OFD1 cooperates with Bicc1 to control the translation of specific mRNAs. (a) Co-IP experiments demonstrate that the IP3 buffer destroys OFD1/eIFs interactions, which are preserved using the Co-IP buffer. (b) Real-Time PCR of the OFD1-bound mRNA shows that Net1, Vcl, Gh, Gdi2 and Vps39 are not enriched after OFD1 IP (black bars) compared to Control (eIF4E-IP white bars). (c) Silencing of Bicc1 results in stronger eIF3B/OFD1 affinity. Similar results are observed when OFD1 is silenced and eIF3B/Bicc1 interaction is analyzed. (d) Real-Time PCR of the Bicc1-bound mRNA shows that mRNAs target are enriched after Bicc1 IP (grey bars) compared to Control (eIF4E-IP white bars). (e) RNA binding experiments are performed in OFD1- and Bicc1-silenced cells.

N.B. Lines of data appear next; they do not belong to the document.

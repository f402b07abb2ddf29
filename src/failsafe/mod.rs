//! Failsafe mechanisms for remote NLP services

mod retry;

pub use retry::{RetryPolicy, with_retry};
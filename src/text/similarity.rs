//! String similarity scoring

/// Symmetric similarity between two strings in `[0, 1]`
pub trait Similarity: Send + Sync {
    /// Score `a` against `b`; 1.0 means identical
    fn score(&self, a: &str, b: &str) -> f64;
}

/// Jaro-Winkler similarity (prefix-weighted edit similarity)
#[derive(Debug, Clone, Copy, Default)]
pub struct JaroWinkler;

impl Similarity for JaroWinkler {
    fn score(&self, a: &str, b: &str) -> f64 {
        strsim::jaro_winkler(a, b)
    }
}
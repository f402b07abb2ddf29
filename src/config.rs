//! Configuration management

use std::{env, path::Path, time::Duration};

use figment::{
    Figment,
    providers::{Env, Format, Serialized, Yaml},
};
use serde::{Deserialize, Serialize};

use crate::insertion::{CachePolicy, InsertionMode};
use crate::{Error, Result};

/// Main configuration
#[derive(Debug, Clone, Default, Serialize, Deserialize)]
#[serde(default)]
pub struct Config {
    /// Environment files to load before resolving API keys.
    /// Paths support ~ expansion. Loaded in order; variables already set in
    /// the process environment win.
    pub env_files: Vec<String>,
    /// Server configuration
    pub server: ServerConfig,
    /// Keyword insertion engine
    pub insertion: InsertionConfig,
    /// TextRazor keyword extraction
    pub textrazor: TextRazorConfig,
    /// Gemini generative insertion
    pub gemini: GeminiConfig,
    /// Retry policy shared by remote services
    pub retry: RetryConfig,
}

impl Config {
    /// Load configuration from defaults, an optional YAML file and the
    /// `SEO_ASSISTANT_` environment
    ///
    /// # Errors
    ///
    /// Returns an error if the config file does not exist or cannot be parsed.
    pub fn load(path: Option<&Path>) -> Result<Self> {
        let mut figment = Figment::from(Serialized::defaults(Self::default()));

        if let Some(p) = path {
            if !p.exists() {
                return Err(Error::Config(format!(
                    "Config file not found: {}",
                    p.display()
                )));
            }
            figment = figment.merge(Yaml::file(p));
        }

        // SEO_ASSISTANT_SERVER__PORT=8080 -> server.port
        figment = figment.merge(Env::prefixed("SEO_ASSISTANT_").split("__"));

        let config: Self = figment
            .extract()
            .map_err(|e| Error::Config(e.to_string()))?;

        config.validate()?;
        config.load_env_files();

        Ok(config)
    }

    fn validate(&self) -> Result<()> {
        if self.retry.max_attempts == 0 {
            return Err(Error::Config("retry.max_attempts must be at least 1".into()));
        }
        if self.retry.multiplier < 1.0 {
            return Err(Error::Config("retry.multiplier must be >= 1.0".into()));
        }
        if !(0.0..=2.0).contains(&self.gemini.temperature) {
            return Err(Error::Config(
                "gemini.temperature must be between 0.0 and 2.0".into(),
            ));
        }
        Ok(())
    }

    /// Load environment files into the process environment.
    /// Supports ~ expansion. Files that don't exist are silently skipped.
    fn load_env_files(&self) {
        for path_str in &self.env_files {
            let expanded = expand_home(path_str);
            let path = Path::new(&expanded);
            if !path.exists() {
                tracing::debug!("Env file not found (skipped): {expanded}");
                continue;
            }
            match dotenvy::from_path(path) {
                Ok(()) => tracing::info!("Loaded env file: {expanded}"),
                Err(e) => tracing::warn!("Failed to load env file {expanded}: {e}"),
            }
        }
    }
}

fn expand_home(path: &str) -> String {
    match (path.strip_prefix('~'), dirs::home_dir()) {
        (Some(rest), Some(home)) => format!("{}{rest}", home.display()),
        _ => path.to_string(),
    }
}

/// Resolve an API key setting: `env:VAR` reads the variable, anything else
/// is the key itself. Empty values count as unset.
#[must_use]
pub fn resolve_api_key(value: Option<&str>) -> Option<String> {
    let value = value?.trim();
    let resolved = match value.strip_prefix("env:") {
        Some(var_name) => env::var(var_name).ok()?,
        None => value.to_string(),
    };
    (!resolved.trim().is_empty()).then_some(resolved)
}

/// Server configuration
#[derive(Debug, Clone, Serialize, Deserialize)]
#[serde(default)]
pub struct ServerConfig {
    /// Host to bind to
    pub host: String,
    /// Port to listen on
    pub port: u16,
    /// Request timeout
    #[serde(with = "humantime_serde")]
    pub request_timeout: Duration,
    /// Maximum request body size (bytes)
    pub max_body_size: usize,
}

impl Default for ServerConfig {
    fn default() -> Self {
        Self {
            host: "127.0.0.1".to_string(),
            port: 3000,
            request_timeout: Duration::from_secs(60),
            max_body_size: 1024 * 1024, // 1MB
        }
    }
}

/// Insertion engine configuration
#[derive(Debug, Clone, Default, Serialize, Deserialize)]
#[serde(default)]
pub struct InsertionConfig {
    /// Similarity cache
    pub cache: SimilarityCacheConfig,
    /// Mode used when a request does not name one
    pub default_mode: InsertionMode,
}

/// Similarity cache configuration
#[derive(Debug, Clone, Serialize, Deserialize)]
#[serde(default)]
pub struct SimilarityCacheConfig {
    /// Eviction policy
    pub policy: CachePolicy,
    /// Maximum entries for the `lru` policy
    pub capacity: usize,
}

impl Default for SimilarityCacheConfig {
    fn default() -> Self {
        Self {
            policy: CachePolicy::Lru,
            capacity: 10_000,
        }
    }
}

/// TextRazor configuration
#[derive(Debug, Clone, Serialize, Deserialize)]
#[serde(default)]
pub struct TextRazorConfig {
    /// API key (supports `env:VAR_NAME`)
    pub api_key: Option<String>,
    /// Analysis endpoint
    pub endpoint: String,
    /// Request timeout
    #[serde(with = "humantime_serde")]
    pub timeout: Duration,
}

impl Default for TextRazorConfig {
    fn default() -> Self {
        Self {
            api_key: Some("env:TEXTRAZOR_API_KEY".to_string()),
            endpoint: "https://api.textrazor.com".to_string(),
            timeout: Duration::from_secs(6),
        }
    }
}

impl TextRazorConfig {
    /// The resolved API key, if one is configured
    #[must_use]
    pub fn resolve_key(&self) -> Option<String> {
        resolve_api_key(self.api_key.as_deref())
    }
}

/// Gemini configuration
#[derive(Debug, Clone, Serialize, Deserialize)]
#[serde(default)]
pub struct GeminiConfig {
    /// API key (supports `env:VAR_NAME`)
    pub api_key: Option<String>,
    /// API base URL
    pub endpoint: String,
    /// Model name
    pub model: String,
    /// Request timeout
    #[serde(with = "humantime_serde")]
    pub timeout: Duration,
    /// Output token cap
    pub max_output_tokens: u32,
    /// Sampling temperature
    pub temperature: f32,
}

impl Default for GeminiConfig {
    fn default() -> Self {
        Self {
            api_key: Some("env:GEMINI_API_KEY".to_string()),
            endpoint: "https://generativelanguage.googleapis.com/v1beta".to_string(),
            model: "gemini-1.5-flash".to_string(),
            timeout: Duration::from_secs(30),
            max_output_tokens: 500,
            temperature: 0.7,
        }
    }
}

impl GeminiConfig {
    /// The resolved API key, if one is configured
    #[must_use]
    pub fn resolve_key(&self) -> Option<String> {
        resolve_api_key(self.api_key.as_deref())
    }
}

/// Retry configuration
#[derive(Debug, Clone, Serialize, Deserialize)]
#[serde(default)]
pub struct RetryConfig {
    /// Enable retries
    pub enabled: bool,
    /// Maximum attempts, including the first
    pub max_attempts: u32,
    /// Initial backoff duration
    #[serde(with = "humantime_serde")]
    pub initial_backoff: Duration,
    /// Maximum backoff duration
    #[serde(with = "humantime_serde")]
    pub max_backoff: Duration,
    /// Backoff multiplier
    pub multiplier: f32,
}

impl Default for RetryConfig {
    fn default() -> Self {
        Self {
            enabled: true,
            max_attempts: 3,
            initial_backoff: Duration::from_millis(100),
            max_backoff: Duration::from_secs(2),
            multiplier: 2.0,
        }
    }
}

/// Custom humantime serde module for Duration
pub mod humantime_serde {
    use std::time::Duration;

    use serde::{self, Deserialize, Deserializer, Serializer};

    /// Serialize Duration to human-readable string (e.g., "30s", "250ms")
    ///
    /// # Errors
    ///
    /// Returns a serialization error if the serializer fails.
    pub fn serialize<S>(duration: &Duration, serializer: S) -> Result<S::Ok, S::Error>
    where
        S: Serializer,
    {
        if duration.subsec_millis() == 0 {
            serializer.serialize_str(&format!("{}s", duration.as_secs()))
        } else {
            serializer.serialize_str(&format!("{}ms", duration.as_millis()))
        }
    }

    /// Deserialize human-readable duration string (e.g., "30s", "5m", "100ms")
    ///
    /// # Errors
    ///
    /// Returns a deserialization error if the string cannot be parsed as a duration.
    pub fn deserialize<'de, D>(deserializer: D) -> Result<Duration, D::Error>
    where
        D: Deserializer<'de>,
    {
        let s = String::deserialize(deserializer)?;
        let s = s.trim();

        // "ms" before "s" and "m"
        if let Some(ms) = s.strip_suffix("ms") {
            ms.parse::<u64>()
                .map(Duration::from_millis)
                .map_err(serde::de::Error::custom)
        } else if let Some(secs) = s.strip_suffix('s') {
            secs.parse::<u64>()
                .map(Duration::from_secs)
                .map_err(serde::de::Error::custom)
        } else if let Some(mins) = s.strip_suffix('m') {
            mins.parse::<u64>()
                .map(|m| Duration::from_secs(m * 60))
                .map_err(serde::de::Error::custom)
        } else {
            // Assume seconds
            s.parse::<u64>()
                .map(Duration::from_secs)
                .map_err(serde::de::Error::custom)
        }
    }
}
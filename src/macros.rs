/// Compile a regex literal once and hand out a `&'static Regex`.
macro_rules! regex {
    ($pat:literal) => {{
        static RE: once_cell::sync::Lazy<regex::Regex> =
            once_cell::sync::Lazy::new(|| regex::Regex::new($pat).unwrap());
        &*RE
    }};
}
use thiserror::Error;

/// Errors raised while turning text into a [`Pernr`](crate::Pernr).
///
/// A number with a bad check digit is *not* an error; see
/// [`Pernr::is_valid`](crate::Pernr::is_valid).
#[derive(Error, Debug, Clone, PartialEq, Eq)]
pub enum ParseError {
    /// No `[CC]YYMMDD[-+]NNNN` shaped substring was found.
    #[error("could not parse identity number: {input}")]
    Malformed { input: String },

    /// Month above 12 or day above 31.
    #[error("invalid birth date: {date}")]
    InvalidBirthDate { date: String },
}
//! Locating the identity number inside free-form text.

use crate::error::ParseError;

/// The raw groups of the first `[CC]YYMMDD[-+]NNNN` match.
#[derive(Debug, Clone, PartialEq, Eq)]
pub(crate) struct Extracted<'a> {
    pub century: Option<&'a str>,
    /// Always six ASCII digits.
    pub date: &'a str,
    pub delimiter: Option<char>,
    /// Always four ASCII digits.
    pub serial: &'a str,
}

/// Find the leftmost identity-number shaped substring of `input`.
///
/// Digits are ASCII only; `\d` would also admit other Unicode decimal digits.
pub(crate) fn extract(input: &str) -> Result<Extracted<'_>, ParseError> {
    let malformed = || ParseError::Malformed { input: input.to_string() };

    let caps = regex!(r"([0-9]{2})?([0-9]{6})([-+])?([0-9]{4})").captures(input).ok_or_else(malformed)?;
    let date = caps.get(2).ok_or_else(malformed)?.as_str();
    let serial = caps.get(4).ok_or_else(malformed)?.as_str();

    let extracted = Extracted {
        century: caps.get(1).map(|m| m.as_str()),
        date,
        delimiter: caps.get(3).and_then(|m| m.as_str().chars().next()),
        serial,
    };

    tracing::trace!(?extracted, "extracted identity number groups");
    Ok(extracted)
}
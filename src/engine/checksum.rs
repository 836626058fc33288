use super::BirthDate;

/// Check digit for the first nine digits of a number (Luhn, weights 2,1,2,...).
fn check_digit(digits: &[u32]) -> u32 {
    let sum: u32 = digits
        .iter()
        .enumerate()
        .map(|(i, d)| d * (2 - i as u32 % 2))
        .map(|p| if p >= 10 { p - 9 } else { p })
        .sum();

    (100 - sum) % 10
}

/// Validate the last serial digit against `YYMMDD` + the first three serial digits.
pub(crate) fn is_valid(birth_date: &BirthDate, serial: &str) -> bool {
    let canonical = format!(
        "{:02}{:02}{:02}{}",
        birth_date.year().rem_euclid(100),
        birth_date.month(),
        birth_date.day(),
        serial
    );
    let digits: Vec<u32> = canonical.chars().filter_map(|c| c.to_digit(10)).collect();

    match digits.split_last() {
        Some((last, body)) if digits.len() == 10 => check_digit(body) == *last,
        _ => false,
    }
}
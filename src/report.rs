use pernr::{Context, FormatOptions, ParseError, Pernr};

mod ansi {
    pub const RESET: &str = "\x1b[0m";
    pub const DIM: &str = "\x1b[2m";
    pub const BOLD: &str = "\x1b[1m";

    pub const RED: &str = "\x1b[31m";
    pub const GREEN: &str = "\x1b[32m";
    pub const YELLOW: &str = "\x1b[33m";
    pub const BLUE: &str = "\x1b[34m";
    pub const CYAN: &str = "\x1b[36m";
    pub const GRAY: &str = "\x1b[90m";

    pub struct Palette {
        enabled: bool,
    }

    impl Palette {
        pub fn new(enabled: bool) -> Self {
            Self { enabled }
        }

        pub fn paint(&self, s: impl AsRef<str>, color: &str) -> String {
            if self.enabled { format!("{}{}{}", color, s.as_ref(), RESET) } else { s.as_ref().to_string() }
        }

        pub fn bold(&self, s: impl AsRef<str>) -> String {
            if self.enabled { format!("{}{}{}", BOLD, s.as_ref(), RESET) } else { s.as_ref().to_string() }
        }

        pub fn dim(&self, s: impl AsRef<str>) -> String {
            if self.enabled { format!("{}{}{}", DIM, s.as_ref(), RESET) } else { s.as_ref().to_string() }
        }
    }
}

pub fn print_result(input: &str, result: &Result<Pernr, ParseError>, ctx: &Context, full_year: bool, color: bool) {
    let palette = ansi::Palette::new(color);
    println!("\n{}", palette.bold(palette.paint(format!("⚙  Parsing: \"{}\"", input.trim()), ansi::CYAN)));

    let pnr = match result {
        Ok(pnr) => pnr,
        Err(err) => {
            println!("  {}", palette.paint(format!("✗ {err}"), ansi::RED));
            return;
        }
    };

    println!("\n{}", palette.paint("━━━ Fields ━━━", ansi::GRAY));
    let birth_date = pnr.birth_date();
    let calendar_note = if birth_date.to_naive_date().is_some() { String::new() } else { palette.dim(" (not a calendar date)") };
    print_field(&palette, "birth date", palette.paint(birth_date.to_string(), ansi::GREEN) + &calendar_note);
    print_field(&palette, "serial", palette.paint(pnr.serial(), ansi::YELLOW));
    print_field(
        &palette,
        "region",
        match pnr.region() {
            Some(region) => palette.paint(region.name(), ansi::BLUE),
            None => palette.dim("none"),
        },
    );
    print_field(&palette, "gender", palette.paint(pnr.gender().as_str(), ansi::BLUE));
    print_field(
        &palette,
        "checksum",
        if pnr.is_valid() { palette.paint("✓ valid", ansi::GREEN) } else { palette.paint("✗ invalid", ansi::RED) },
    );

    println!("\n{}", palette.paint("━━━ Formatted ━━━", ansi::GRAY));
    let compact = pnr.format_with(ctx, &FormatOptions { full_year: false });
    let extended = pnr.format_with(ctx, &FormatOptions { full_year: true });
    if full_year {
        print_field(&palette, "extended", palette.bold(palette.paint(extended, ansi::GREEN)));
        print_field(&palette, "compact", palette.dim(compact));
    } else {
        print_field(&palette, "compact", palette.bold(palette.paint(compact, ansi::GREEN)));
        print_field(&palette, "extended", palette.dim(extended));
    }
    println!("  {}", palette.dim(format!("reference date {}", ctx.reference_date)));
}

fn print_field(palette: &ansi::Palette, label: &str, value: String) {
    println!("  {} {}", palette.dim(format!("{label:<11}│")), value);
}
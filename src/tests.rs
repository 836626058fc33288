use crate::{Context, FEMALE, FormatOptions, Gender, MALE, ParseError, Region, parse, parse_with};
use chrono::NaiveDate;

fn ctx(y: i32, m: u32, d: u32) -> Context {
    Context { reference_date: NaiveDate::from_ymd_opt(y, m, d).unwrap() }
}

#[test]
fn malformed_and_invalid_date_errors() {
    assert!(matches!(parse("011x3544e095"), Err(ParseError::Malformed { .. })));
    assert!(matches!(parse("011354-4095"), Err(ParseError::InvalidBirthDate { .. })));
    assert_eq!(parse("011354-4095").unwrap_err().to_string(), "invalid birth date: 011354");
    assert_eq!(parse("abc").unwrap_err().to_string(), "could not parse identity number: abc");
}

#[test]
fn birth_dates() {
    // (input, year, month, day)
    let cases: Vec<(&str, i32, u32, u32)> = vec![
        ("010101-4095", 2001, 1, 1),
        ("990101-4498", 1999, 1, 1),
        ("010101+4095", 1901, 1, 1),
        ("20010101-4095", 2001, 1, 1),
        ("0101014095", 2001, 1, 1),
        ("200101014095", 2001, 1, 1),
        ("19010101+4095", 1901, 1, 1),
    ];

    for context in [Context::default(), ctx(2024, 6, 15)] {
        for &(input, year, month, day) in &cases {
            let date = parse_with(input, &context).unwrap_or_else(|e| panic!("{input}: {e}")).birth_date();
            assert_eq!((date.year(), date.month(), date.day()), (year, month, day), "{input}");
        }
    }
}

#[test]
fn reference_day_is_not_in_the_future() {
    let context = ctx(2024, 6, 15);
    assert_eq!(parse_with("240615-0000", &context).unwrap().birth_date().year(), 2024);
    assert_eq!(parse_with("240616-0000", &context).unwrap().birth_date().year(), 1924);
    assert_eq!(parse_with("240616+0000", &context).unwrap().birth_date().year(), 1824);
}

#[test]
fn day_overflow_is_kept_as_is() {
    let pnr = parse_with("800431-0000", &ctx(2024, 6, 15)).unwrap();
    assert_eq!((pnr.birth_date().month(), pnr.birth_date().day()), (4, 31));
    assert_eq!(pnr.format_with(&ctx(2024, 6, 15), &FormatOptions::default()), "800431-0000");
}

#[test]
fn regions() {
    let cases = vec![
        ("800101-0000", Region::Stockholm, "Stockholms län"),
        ("800101-1400", Region::Uppsala, "Uppsala län"),
        ("800101-1600", Region::Sodermanland, "Södermanlands län"),
        ("800101-1900", Region::Ostergotland, "Östergötlands län"),
        ("800101-2400", Region::Jonkoping, "Jönköpings län"),
        ("800101-2700", Region::Kronoberg, "Kronobergs län"),
        ("800101-2900", Region::Kalmar, "Kalmar län"),
        ("800101-3200", Region::Gotland, "Gotlands län"),
        ("800101-3300", Region::Blekinge, "Bleking län"),
        ("800101-3500", Region::Kristianstad, "Kristianstad län"),
        ("800101-3900", Region::Malmohus, "Malmöhus län"),
        ("800101-4600", Region::Halland, "Hallands län"),
        ("800101-4800", Region::GoteborgOchBohus, "Göteborgs och Bohus län"),
        ("800101-5500", Region::Alvsborg, "Älvsborgs län"),
        ("800101-5900", Region::Skaraborg, "Skaraborgs län"),
        ("800101-6200", Region::Varmland, "Värmlands län"),
        ("800101-6600", Region::Orebro, "Örebro län"),
        ("800101-6900", Region::Vastmanland, "Västmanlands län"),
        ("800101-7100", Region::Kopparberg, "Kopparbergs län"),
        ("800101-7500", Region::Gavleborg, "Gävleborgs län"),
        ("800101-7800", Region::Vasternorrland, "Västernorrland län"),
        ("800101-8200", Region::Jamtland, "Jämtlands län"),
        ("800101-8500", Region::Vasterbotten, "Västerbottens län"),
        ("800101-8900", Region::Norrbotten, "Norrbottens län"),
    ];

    for (input, region, name) in cases {
        let got = parse(input).unwrap().region();
        assert_eq!(got, Some(region), "{input}");
        assert_eq!(got.map(Region::name), Some(name), "{input}");
    }

    assert_eq!(parse("900101-4597").unwrap().region(), None);
    assert_eq!(parse("800101-6500").unwrap().region(), None);
}

#[test]
fn genders() {
    let male = parse("800101-8930").unwrap().gender();
    let female = parse("800101-8920").unwrap().gender();

    assert_eq!(male, Gender::Male);
    assert_eq!(female, Gender::Female);
    assert_eq!(male.as_str(), MALE);
    assert_eq!(female.to_string(), FEMALE);
}

#[test]
fn validation() {
    for input in ["010101-0101", "991231-0102", "111111-1111"] {
        assert!(!parse(input).unwrap().is_valid(), "{input} should be invalid");
    }
    for input in ["010101-4389", "010101-4405", "010101-4421"] {
        let pnr = parse(input).unwrap();
        assert!(pnr.is_valid(), "{input} should be valid");
        assert_eq!(pnr.is_valid(), pnr.is_valid());
    }
}

#[test]
fn formatting() {
    let compact = FormatOptions::default();
    let extended = FormatOptions { full_year: true };

    assert_eq!(parse("010101-0101").unwrap().format(&compact), "010101-0101");
    assert_eq!(parse("19100101-0101").unwrap().format(&compact), "100101+0101");
    assert_eq!(parse("010101-0101").unwrap().format(&extended), "20010101-0101");
    assert_eq!(parse("010101+0101").unwrap().format(&extended), "19010101+0101");
}

#[test]
fn formatted_output_parses_back() {
    let context = ctx(2024, 6, 15);
    let compact = FormatOptions::default();

    for input in ["010101-4389", "19100101-0101", "0101014095", "990101+4498", "200101014095"] {
        let pnr = parse_with(input, &context).unwrap();
        let once = pnr.format_with(&context, &compact);
        assert_eq!(once, pnr.format_with(&context, &compact), "{input}");

        let again = parse_with(&once, &context).unwrap();
        assert_eq!(again.birth_date(), pnr.birth_date(), "{input} -> {once}");
        assert_eq!(again.serial(), pnr.serial(), "{input} -> {once}");
    }
}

In the absence of OFD1 the binding of target mRNAs to eIF4E (black bars) is more efficient compared to controls (white bars); while silencing of Bicc1 results in decreased mRNA enrichment (grey bars). (f) IF with an antibody against Bicc1 (green) shows that Bicc1 colocalizes with γtubulin (red) at the centrosome and that the amount of centrosomal Bicc1 increases in OFD1-silenced cells (white arrows). Representative superresolution images are reported and a magnification of the centrosome is shown in the dotted white box. IF in Bicc1-silenced cells is reported as control for antibody specificity. Bicc1 localization at the centrosome was quantified by ImageJ and reported in a graph on the right. Main fluorescence intensity was calculated in the centrosomal area and reported in white for controls (C) and in black for OFD1-silenced cells (siOFD1). Data are presented as the mean + SEM. ns p-value > 0.05; *p-value < 0.05; ***p-value < 0.01 ****p-value < 0.005. Representative images were taken at the same contrast and reported. Bar = 5 μm.